Some would comb every inch of the house searching for pennies to pull together to buy a packet of pads, most often without any luck, sometimes relying on friends or teachers, sometimes not telling anyone and just staying at home instead of going to lessons.
This is the reality, and this is happening on our doorsteps. As a society, we should be ashamed. One in ten girls cannot afford menstrual products, 12% have admitted to making their own, and 6% of parents confessed to stealing them for their daughters.
The UN Declaration of Human Rights says that the right to an education is one of our fundamental human rights.
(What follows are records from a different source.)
//! The Graph structure on which kernels operate.
//!
//! A [Graph] is built from any [GraphInput] (dense or sparse matrix, nested list, edge dictionary,
//! neighbour lists, edge list with or without weights) with optional vertex and edge labels.
//!
//! The graph stores an immutable core:
//! - the vertex index map : vertex symbols sorted, the rank of a symbol is its index in matrix form.
//!   Matrix inputs have symbols 0..n-1.
//! - the weighted directed entries by index, and labels by index.
//!
//! On top of the core two representations are materialized on demand and cached:
//! the adjacency matrix and the edge dictionary (keyed by symbols).
//! The [GraphFormat] flag records which representations the holder asked for.
//! Asking labels for a representation not in the flag escalates the flag to [GraphFormat::All]
//! with a warning, [Graph::set_format] and [Graph::desired_format] are the explicit ways to change it.
//!
//! Caches are behind a RwLock so a graph can be read concurrently by independent kernels.

pub mod input;
pub mod paths;
pub mod symbol;

pub use input::GraphInput;
pub use symbol::{make_edge_labels, make_labels, Label, Symbol};

use std::collections::{BTreeMap, HashMap};
use std::fmt;
use std::sync::Arc;

use indexmap::IndexSet;
use ndarray::Array2;
use parking_lot::RwLock;
use serde::{Deserialize, Serialize};

use crate::error::{GraphKernelError, Result};

/// vertex symbol -> {neighbour symbol : weight}
pub type EdgeDictionary = BTreeMap<Symbol, BTreeMap<Symbol, f64>>;

/// Which representations a graph holds.
#[derive(Copy, Clone, Debug, PartialEq, Eq, Serialize, Deserialize)]
#[serde(rename_all = "lowercase")]
pub enum GraphFormat {
    Dictionary,
    Adjacency,
    All,
    /// resolves to the natural format of the input at construction, means "keep" afterwards
    Auto,
}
Our periods should never be a barrier to accessing that right.
With the government’s Spring Statement pledge to end period poverty in schools by providing free menstrual products in all secondary schools and colleges in the UK from Spring 2020, that should never, ever happen again. In April, that pledge was extended to primary schools.
A number of brands in our guide to sanitary products discuss the issue of period poverty in blog posts.
- The company Hey Girls was set up specifically to help reduce period poverty with its ‘Buy One, Give One’ scheme. For every pack of menstrual products you buy, Hey Girls gives one to women or girls who struggle to afford them. So far the company has given away well over three million packs.
- Bloody Good Period provides menstrual products to asylum drop-in centres and aims to start providing to food banks as well. Find out more at www.bloodygoodperiod.com.
- The Red Box Project provides period supplies to schools, including pads and tampons but also spare tights and pants. Find out more at redboxproject.org.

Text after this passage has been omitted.